Dans ce conflit dont les enjeux sont énormes, et c'est peut-être pourquoi il est abordé de façon biaisée, il faut éviter de brimer les travailleurs qui défendent les intérêts de l'Etat et du citoyen. Il s'impose donc que les mutations irrégulières soient annulées et que les autorités arbitrent équitablement le conflit dans l'intérêt de toutes les parties.
CONFLIT LATENT A L'ONATEL : ET SI LE PERSONNEL AVAIT RAISON ?

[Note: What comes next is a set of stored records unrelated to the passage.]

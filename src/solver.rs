//! Solver Driver & Objective (spec §4.5): assembles the MIP model from the
//! Variable Builder and Constraint Compiler, configures the HiGHS backend
//! with the run's time budget and worker count, and exposes the
//! infeasibility diagnostic mode (family bisection). Grounded on the
//! teacher's top-level `solve()` orchestration in `solver.rs` for the
//! model-assembly shape, and on
//! `original_source/app.py::test_combination`/`diagnostic_automatique` for
//! the bisection-over-disabled-families diagnostic driver.

use crate::config::Config;
use crate::constraints::{self, CompiledConstraints};
use crate::entity_store::Instance;
use crate::error::SolveOutcome;
use crate::extractor::{self, ExtractedSolution};
use crate::objective;
use crate::variables::{self, Variables};
use good_lp::{default_solver, ProblemVariables, SolverModel};
use itertools::Itertools;
use log::{info, warn};
use std::time::Instant;

#[derive(Debug, Clone, PartialEq)]
pub enum SolveStatus {
    /// A feasible (optimal within the time budget, or proven optimal) solution was found.
    Optimal,
    /// The solver proved the instance infeasible within the time budget (`SolverInfeasible`).
    Infeasible,
    /// The time budget was exhausted without a feasible solution (`SolverTimeout`). Spec §7:
    /// this shares `Infeasible`'s caller-visible surface (same exit code / HTTP status) even
    /// though it is tracked separately for logging.
    Timeout,
    /// The underlying solver reported an internal error (`SolverError`), fatal.
    SolverError(String),
}

impl SolveStatus {
    /// Whether this status shares `SolverInfeasible`'s caller-visible surface
    /// (spec §7: `SolverTimeout` — "same surface as `SolverInfeasible`").
    pub fn is_infeasible_or_timeout(&self) -> bool {
        matches!(self, SolveStatus::Infeasible | SolveStatus::Timeout)
    }
}

pub struct SolveReport {
    pub status: SolveStatus,
    pub solution: Option<ExtractedSolution>,
}

/// Runs the full pipeline with every hard family enabled.
pub fn solve(instance: &Instance, config: &Config) -> SolveReport {
    solve_with_disabled(instance, config, &[])
}

/// Runs the pipeline with the named hard families skipped entirely — the
/// mechanism the infeasibility diagnostic mode bisects over.
pub fn solve_with_disabled(instance: &Instance, config: &Config, disabled: &[&str]) -> SolveReport {
    let mut pvars = ProblemVariables::new();
    let vars: Variables = variables::build(instance, &mut pvars);
    let base_constraints = variables::base_constraints(instance, &vars);
    let compiled: CompiledConstraints = constraints::build(instance, &vars, &mut pvars, config.late_threshold_offset);
    let objective_expr = objective::build(&compiled, config);

    info!(
        "assembling model: {} sessions, {} rooms, {} teachers, {} ordering rules, disabled={:?}",
        instance.sessions.len(),
        instance.rooms.len(),
        instance.teachers.len(),
        instance.ordering_rules.len(),
        disabled,
    );

    let mut model = pvars
        .minimise(objective_expr)
        .using(default_solver)
        .set_option("threads", config.workers as i32)
        .set_option("time_limit", config.time_budget_seconds as f64)
        .set_option("random_seed", 1234);

    for c in base_constraints {
        model.add_constraint(c);
    }
    for c in compiled.enabled_constraints(disabled) {
        model.add_constraint(c);
    }

    let started = Instant::now();
    match model.solve() {
        Ok(solution) => {
            let extracted = extractor::extract(instance, &vars, &solution);
            info!("solve succeeded with {} assignments", extracted.assignments.len());
            SolveReport { status: SolveStatus::Optimal, solution: Some(extracted) }
        }
        Err(e) => {
            let elapsed_secs = started.elapsed().as_secs_f64();
            match classify_solver_error(&e.to_string(), elapsed_secs, config.time_budget_seconds) {
                SolveOutcome::Infeasible => {
                    warn!("solver proved infeasible: {e}");
                    SolveReport { status: SolveStatus::Infeasible, solution: None }
                }
                SolveOutcome::Timeout(budget) => {
                    warn!("solver exhausted its {budget}s time budget without a feasible solution");
                    SolveReport { status: SolveStatus::Timeout, solution: None }
                }
                SolveOutcome::SolverError(message) => {
                    warn!("solver error: {message}");
                    SolveReport { status: SolveStatus::SolverError(message), solution: None }
                }
            }
        }
    }
}

/// Classifies a solver failure into the three-way `SolveOutcome` taxonomy
/// (spec §7). HiGHS reports infeasibility in the error message itself; a
/// genuine timeout carries no such marker, so it is distinguished by
/// comparing elapsed wall time against the configured budget (a half-second
/// margin absorbs model-assembly and solver start-up overhead that isn't
/// itself "search time").
fn classify_solver_error(message: &str, elapsed_secs: f64, time_budget_seconds: u64) -> SolveOutcome {
    if message.to_lowercase().contains("infeasible") {
        SolveOutcome::Infeasible
    } else if elapsed_secs >= time_budget_seconds as f64 - 0.5 {
        SolveOutcome::Timeout(time_budget_seconds)
    } else {
        SolveOutcome::SolverError(message.to_string())
    }
}

/// Infeasibility diagnostic mode (spec §4.5): tries disabling every
/// singleton, then every pair, then every triple of hard families, stopping
/// at the first combination that yields a non-infeasible result. Returns the
/// combination that unblocked the model, or `None` if no combination up to
/// size 3 helped (the instance likely has a more structural problem, e.g.
/// the Feasibility Diagnostic's own checks).
pub fn diagnose_infeasibility(instance: &Instance, config: &Config) -> Option<Vec<&'static str>> {
    for size in 1..=3 {
        for combo in constraints::HARD_FAMILIES.iter().copied().combinations(size) {
            let report = solve_with_disabled(instance, config, &combo);
            if !report.status.is_infeasible_or_timeout() {
                info!("diagnostic mode: disabling {combo:?} yields a feasible model");
                return Some(combo);
            }
        }
    }
    None
}

#[cfg(test)]
mod tests {
    use super::*;
    use crate::model::raw::{RawGroup, RawInput, RawSession, RawTeacher, SessionKind};
    use std::collections::BTreeMap;

    fn scenario_a() -> Instance {
        // 1 day, K=4, no lunch, 1 room cap 30, 1 teacher, 1 session dur=2, group 25.
        let raw = RawInput {
            week_id: "w1".into(),
            days: Some(1),
            slots_per_day: Some(4),
            lunch_window: Some(Default::default()),
            sessions: vec![RawSession {
                id: "s1".into(),
                kind: SessionKind::Cm,
                subject: "M".into(),
                duration_slots: 2,
                group_ids: vec!["G1".into()],
                allowed_teacher_ids: vec!["t1".into()],
                allowed_room_ids: None,
            }],
            rooms: BTreeMap::from([("R1".to_string(), 30)]),
            teachers: vec![RawTeacher { id: "t1".into(), display_name: "A".into() }],
            groups: vec![RawGroup { id: "G1".into(), name: "G1".into(), parent_id: None, student_count: 25 }],
            teacher_availability: vec![],
            room_availability: vec![],
            group_availability: vec![],
            session_obligations: vec![],
        };
        crate::entity_store::load(raw, &Config::default()).unwrap()
    }

    #[test]
    fn classify_solver_error_recognizes_infeasible_message_regardless_of_elapsed_time() {
        let outcome = classify_solver_error("model proved Infeasible", 0.01, 300);
        assert_eq!(outcome, SolveOutcome::Infeasible);
    }

    #[test]
    fn classify_solver_error_treats_budget_exhaustion_without_infeasible_marker_as_timeout() {
        // HiGHS's own time-limit message doesn't contain "infeasible"; elapsed
        // time at (or past) the configured budget is the only signal.
        let outcome = classify_solver_error("reached time limit", 300.1, 300);
        assert_eq!(outcome, SolveOutcome::Timeout(300));
    }

    #[test]
    fn classify_solver_error_falls_back_to_generic_solver_error_when_neither_applies() {
        let outcome = classify_solver_error("unexpected internal solver failure", 0.01, 300);
        assert_eq!(outcome, SolveOutcome::SolverError("unexpected internal solver failure".to_string()));
    }

    #[test]
    fn solve_status_surface_equates_infeasible_and_timeout() {
        assert!(SolveStatus::Infeasible.is_infeasible_or_timeout());
        assert!(SolveStatus::Timeout.is_infeasible_or_timeout());
        assert!(!SolveStatus::Optimal.is_infeasible_or_timeout());
        assert!(!SolveStatus::SolverError("x".into()).is_infeasible_or_timeout());
    }

    #[test]
    fn scenario_a_is_feasible_and_starts_at_0_or_1() {
        let instance = scenario_a();
        let report = solve(&instance, &Config::default());
        assert_eq!(report.status, SolveStatus::Optimal);
        let solution = report.solution.unwrap();
        assert_eq!(solution.assignments.len(), 1);
        assert!(solution.assignments[0].start_offset == 0 || solution.assignments[0].start_offset == 1);
    }

    #[test]
    fn obligation_pins_the_session_to_its_required_start() {
        let raw = RawInput {
            week_id: "w1".into(),
            days: Some(2),
            slots_per_day: Some(8),
            lunch_window: Some([3, 4].into_iter().collect()),
            sessions: vec![RawSession {
                id: "s1".into(),
                kind: SessionKind::Exam,
                subject: "M".into(),
                duration_slots: 2,
                group_ids: vec!["G1".into()],
                allowed_teacher_ids: vec!["t1".into()],
                allowed_room_ids: None,
            }],
            rooms: BTreeMap::from([("R1".to_string(), 30)]),
            teachers: vec![RawTeacher { id: "t1".into(), display_name: "A".into() }],
            groups: vec![RawGroup { id: "G1".into(), name: "G1".into(), parent_id: None, student_count: 25 }],
            teacher_availability: vec![],
            room_availability: vec![],
            group_availability: vec![],
            session_obligations: vec![crate::model::raw::RawObligation {
                session_id: "s1".into(),
                day: 1,
                start_offset: 6,
            }],
        };
        let instance = crate::entity_store::load(raw, &Config::default()).unwrap();
        let report = solve(&instance, &Config::default());
        assert_eq!(report.status, SolveStatus::Optimal);
        let solution = report.solution.unwrap();
        assert_eq!(solution.assignments[0].day_index, 1);
        assert_eq!(solution.assignments[0].start_offset, 6);
    }
}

Le conflit qui oppose le personnel de l'ONATEL à la direction de cette entreprise ainsi qu'au ministère de tutelle réside dans le fait que la direction veut payer plus de 800 MILLIONS de nos francs à TELECEL alors qu'il n'y a pas de convention d'échange de comptes. La convention de 1993 traite de l'interconnexion des réseaux ONATEL et TELECEL sans évoquer l'échange de comptes. L'arrangement intermédiaire qui introduit le principe d'échange de comptes signé entre le Directeur Général de l'ONATEL et celui de TELECEL-BURUNDI a été annulé par le Ministre de tutelle parce qu'irrégulier.

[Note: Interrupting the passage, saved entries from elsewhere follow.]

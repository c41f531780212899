//! Feasibility Diagnostic (spec §4.2): fast static checks that localize an
//! infeasibility cause before any solver invocation. A 1:1 translation of
//! `original_source/diagnose.py`'s `DiagnosticEmploiDuTemps` three checks,
//! expressed over the dense `Instance` instead of untyped dicts.

use crate::entity_store::Instance;
use crate::model::entities::SessionIdx;

#[derive(Debug, Clone, PartialEq, Eq)]
pub struct NoValidStart {
    pub session: SessionIdx,
    pub session_id: String,
    pub duration: u32,
}

#[derive(Debug, Clone, PartialEq, Eq)]
pub struct NoAdequateRoom {
    pub session: SessionIdx,
    pub session_id: String,
    pub required_size: i64,
}

#[derive(Debug, Clone, PartialEq, Eq)]
pub struct GroupOverbooked {
    pub group_id: String,
    pub required_slots: u32,
    pub usable_slots: u32,
}

#[derive(Debug, Clone, Default)]
pub struct DiagnosticReport {
    pub no_valid_start: Vec<NoValidStart>,
    pub no_adequate_room: Vec<NoAdequateRoom>,
    pub group_overbooked: Vec<GroupOverbooked>,
}

impl DiagnosticReport {
    pub fn is_clean(&self) -> bool {
        self.no_valid_start.is_empty() && self.no_adequate_room.is_empty() && self.group_overbooked.is_empty()
    }

    pub fn issue_count(&self) -> usize {
        self.no_valid_start.len() + self.no_adequate_room.len() + self.group_overbooked.len()
    }
}

/// Whether `session` has at least one legal `(day, offset)` start: fits
/// within the day and never covers a lunch-window offset.
fn has_valid_start(instance: &Instance, duration: u32) -> bool {
    if duration > instance.slots_per_day {
        return false;
    }
    (0..=instance.slots_per_day - duration).any(|offset| {
        (offset..offset + duration).all(|o| !instance.lunch_window.contains(&o))
    })
}

pub fn run(instance: &Instance) -> DiagnosticReport {
    let mut report = DiagnosticReport::default();

    for (i, session) in instance.sessions.iter().enumerate() {
        if !has_valid_start(instance, session.duration) {
            report.no_valid_start.push(NoValidStart {
                session: SessionIdx(i),
                session_id: session.id.clone(),
                duration: session.duration,
            });
        }
        let required_size = session.group_size(&instance.groups);
        if !instance.rooms.iter().any(|r| r.capacity >= required_size) {
            report.no_adequate_room.push(NoAdequateRoom {
                session: SessionIdx(i),
                session_id: session.id.clone(),
                required_size,
            });
        }
    }

    let usable = instance.usable_slots_total();
    for (gi, group) in instance.groups.iter().enumerate() {
        let group_idx = crate::model::entities::GroupIdx(gi);
        let Some(session_ids) = instance.group_session_index.get(&group_idx) else {
            continue;
        };
        let required: u32 = session_ids.iter().map(|s| instance.sessions[s.index()].duration).sum();
        if required > usable {
            report.group_overbooked.push(GroupOverbooked {
                group_id: group.id.clone(),
                required_slots: required,
                usable_slots: usable,
            });
        }
    }

    report
}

L'ARCT, saisie par TELECEL-BURUNDI, a recommandé l'interconnexion avec échange de comptes et a même fixé le taux de 21 FBU par minute. Cette recommandation a été entérinée par le Ministre de tutelle. Le personnel de l'ONATEL quant à lui conteste cette recommandation et surtout le taux de 21 Fbu par minute. Il exige qu'on lui démontre les bases objectives et vérifiables qui ont motivé la recommandation de l'ARCT. Le personnel de l'ONATEL refuse également la rétroactivité de cette décision d'autant plus que l'ONATEL n'est pas outillé pour le calcul du trafic venant des réseaux qui exploitent la téléphonie mobile. Il s'agirait de payer des concurrents sur simple déclaration sans la possibilité de vérifier leur véracité. Dans tous les cas, le personnel semble déterminé à défendre les intérêts de l'entreprise. Et s'il avait raison ?
SANTE : QUAND LES MALADES SONT LAISSES A EUX MEMES.

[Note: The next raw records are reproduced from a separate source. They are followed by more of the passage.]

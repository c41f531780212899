//! CLI entry point (spec §6): wires `clap` → `Config` → the library pipeline
//! and maps the result onto the exit codes the spec requires. Grounded on the
//! teacher's `main.rs` (`env_logger` init pattern) and
//! `bme-wacoisd-school-scheduling-rs`'s `clap` derive shape for this same
//! problem family (see DESIGN.md).

mod server;

use clap::{Parser, Subcommand};
use colloq::config::Config;
use colloq::error::CoreError;
use colloq::model::raw::RawInput;
use colloq::solver::SolveStatus;
use std::path::PathBuf;
use std::process::ExitCode;

#[derive(Parser)]
#[command(name = "colloq", about = "Weekly timetable solver")]
struct Cli {
    /// Path to a TOML config file overlaying the built-in defaults.
    #[arg(long, global = true)]
    config: Option<PathBuf>,

    #[command(subcommand)]
    command: Command,
}

#[derive(Subcommand)]
enum Command {
    /// Solve a single week: read a `RawInput` JSON document, run the
    /// Feasibility Diagnostic, then the solver, and print the assignment
    /// table as JSON.
    Solve {
        /// Path to a `RawInput` JSON document; `-` or omitted reads stdin.
        #[arg(long)]
        input: Option<PathBuf>,
        /// Week identifier to solve (required; spec §6 `--week`). Overrides
        /// the input document's `week_id` when both are present.
        #[arg(long)]
        week: String,
    },
    /// Run only the static Feasibility Diagnostic and print its report,
    /// without invoking the solver.
    Diagnose {
        #[arg(long)]
        input: Option<PathBuf>,
        #[arg(long)]
        week: String,
    },
    /// Serve the same pipeline over HTTP (spec §1: out-of-scope collaborators
    /// reach the core through this thin façade).
    Serve {
        #[arg(long, default_value = "127.0.0.1:8080")]
        bind: String,
    },
}

fn read_input(path: Option<&PathBuf>) -> anyhow::Result<RawInput> {
    let text = match path {
        Some(p) if p.as_os_str() != "-" => std::fs::read_to_string(p)?,
        _ => std::io::read_to_string(std::io::stdin())?,
    };
    Ok(serde_json::from_str(&text)?)
}

fn load_instance(
    input: Option<PathBuf>,
    week: String,
    config: &Config,
) -> anyhow::Result<Result<colloq::entity_store::Instance, CoreError>> {
    let mut raw = read_input(input.as_ref())?;
    raw.week_id = week;
    Ok(colloq::entity_store::load(raw, config).map_err(CoreError::from))
}

fn main() -> ExitCode {
    env_logger::Builder::from_env(env_logger::Env::default().default_filter_or("info")).init();
    let cli = Cli::parse();

    match cli.command {
        Command::Serve { bind } => {
            let config = match Config::load(cli.config.as_deref()) {
                Ok(c) => c,
                Err(e) => {
                    log::error!("invalid configuration: {e}");
                    return ExitCode::from(2);
                }
            };
            let runtime = tokio::runtime::Runtime::new().expect("failed to start tokio runtime");
            runtime.block_on(server::run_server(bind, config));
            ExitCode::SUCCESS
        }
        Command::Diagnose { input, week } => {
            let config = match Config::load(cli.config.as_deref()) {
                Ok(c) => c,
                Err(e) => {
                    log::error!("invalid configuration: {e}");
                    return ExitCode::from(2);
                }
            };
            match load_instance(input, week, &config) {
                Ok(Ok(instance)) => {
                    let report = colloq::diagnostic::run(&instance);
                    print_diagnostic(&report);
                    if report.is_clean() {
                        ExitCode::SUCCESS
                    } else {
                        ExitCode::from(1)
                    }
                }
                Ok(Err(e)) => {
                    log::error!("{e}");
                    ExitCode::from(2)
                }
                Err(e) => {
                    log::error!("reading input: {e}");
                    ExitCode::from(2)
                }
            }
        }
        Command::Solve { input, week } => {
            let config = match Config::load(cli.config.as_deref()) {
                Ok(c) => c,
                Err(e) => {
                    log::error!("invalid configuration: {e}");
                    return ExitCode::from(2);
                }
            };
            let instance = match load_instance(input, week, &config) {
                Ok(Ok(instance)) => instance,
                Ok(Err(e)) => {
                    log::error!("{e}");
                    return ExitCode::from(2);
                }
                Err(e) => {
                    log::error!("reading input: {e}");
                    return ExitCode::from(2);
                }
            };

            let diagnostic = colloq::diagnostic::run(&instance);
            if !diagnostic.is_clean() {
                log::warn!(
                    "static feasibility diagnostic found {} issue(s); proceeding so the solver can surface details",
                    diagnostic.issue_count()
                );
                print_diagnostic(&diagnostic);
            }

            let report = colloq::solver::solve(&instance, &config);
            match report.status {
                SolveStatus::Optimal => {
                    let solution = report.solution.expect("Optimal status always carries a solution");
                    match serde_json::to_string_pretty(&solution.assignments) {
                        Ok(json) => println!("{json}"),
                        Err(e) => {
                            log::error!("serializing assignments: {e}");
                            return ExitCode::from(2);
                        }
                    }
                    ExitCode::SUCCESS
                }
                SolveStatus::Infeasible => {
                    log::error!("solver proved the instance infeasible within the time budget");
                    if let Some(combo) = colloq::solver::diagnose_infeasibility(&instance, &config) {
                        log::error!("disabling constraint families {combo:?} would yield a feasible model");
                    }
                    ExitCode::from(1)
                }
                // SolverTimeout shares SolverInfeasible's surface (spec §7):
                // same exit code, same invitation to run the diagnostic mode.
                SolveStatus::Timeout => {
                    log::error!("time budget of {}s exhausted without a feasible solution", config.time_budget_seconds);
                    if let Some(combo) = colloq::solver::diagnose_infeasibility(&instance, &config) {
                        log::error!("disabling constraint families {combo:?} would yield a feasible model");
                    }
                    ExitCode::from(1)
                }
                SolveStatus::SolverError(message) => {
                    log::error!("solver error: {message}");
                    ExitCode::from(2)
                }
            }
        }
    }
}

fn print_diagnostic(report: &colloq::diagnostic::DiagnosticReport) {
    for issue in &report.no_valid_start {
        log::warn!("no valid start: session {} (duration {})", issue.session_id, issue.duration);
    }
    for issue in &report.no_adequate_room {
        log::warn!(
            "no adequate room: session {} requires capacity {}",
            issue.session_id,
            issue.required_size
        );
    }
    for issue in &report.group_overbooked {
        log::warn!(
            "group overbooked: {} needs {} slots but only {} are usable",
            issue.group_id,
            issue.required_slots,
            issue.usable_slots
        );
    }
}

Lundi 23 juillet 2001 à la Clinique Prince Régent Charles. Très tôt matin, une foule de malades attendent patiemment, certains depuis 5 heures 30 du matin, sur les bancs attenants aux cabinets des médecins généralistes. 7 heures 30, dix heures, 11 heures, 12 heures et toujours pas de médecin. De guerre lasse, certains patients perdent patience et rentrent ; d'autres attendent, pour être les premiers quand les médecins se présenteront au courant de l'après-midi. Mal leur en prendra. Et ceux qui sont restés, et ceux qui reviennent, personne ne verra l'ombre d'un médecin ce jour-là. Mardi 24 juillet 2001 au même hôpital. Le même scénario se répète tout au long de l'avant-midi. Un patient décide de migrer vers le Centre hospitalo-universitaire de Kamenge. Son constat est presque aussi semblable. De longues files de patients bien assis sagement sur les bancs de béton. La veille ils avaient été ici. Aucun docteur n'était venu. La file de ce matin, c'est celle des patients de la veille. Ceux d'aujourd'hui seront servis dans l'après-midi. Tard dans la matinée, deux jeunes doctoresses sont arrivées. Elles ont, il est vrai, consciencieusement et laborieusement consulté les malades. Serment d'Hippocrate oblige. La maigre liste, peut-être le tiers des patients présents, établie suite à leurs recommandations, a fini par s'épuiser à 12 heures 15.
Dans l'après-midi, la jeune infirmière affectée au triage commence le tri à 14 heures 20. A 14 heures 40, elle a fini son travail. Même si elle a commencé tardivement, elle y a mis de l'entrain. Les deux doctoresses arriveront, l'une à 15 heures 30, l'autre à 16 heures ! Pourtant, certains patients étaient là depuis 12 heures 30. Au moins ceux-là ont été servis. Que dire de la petite file qui attendait le chirurgien de rôle que nul n'a vu ce jour-là ? Qu'en dire ? Pour les patients, jeunes comme vieux, il y a peu de médecins. Même le peu qu'il y a passe le plus clair de son temps dans les cliniques privées. De notre part, nous déplorons une chose essentielle : l'absence de rigueur dans l'organisation. Car deux jours sans médecin consultant dans un hôpital, ce n'est pas du tout sérieux. 30 minutes, 1 heure, 2 heures de retard, ce n'est pas non plus sérieux. Surtout que la maladie peut s'aggraver. Dans d'autres dossiers, nous reviendrons sur une analyse plus complète du dossier et sur les carences des pouvoirs publics.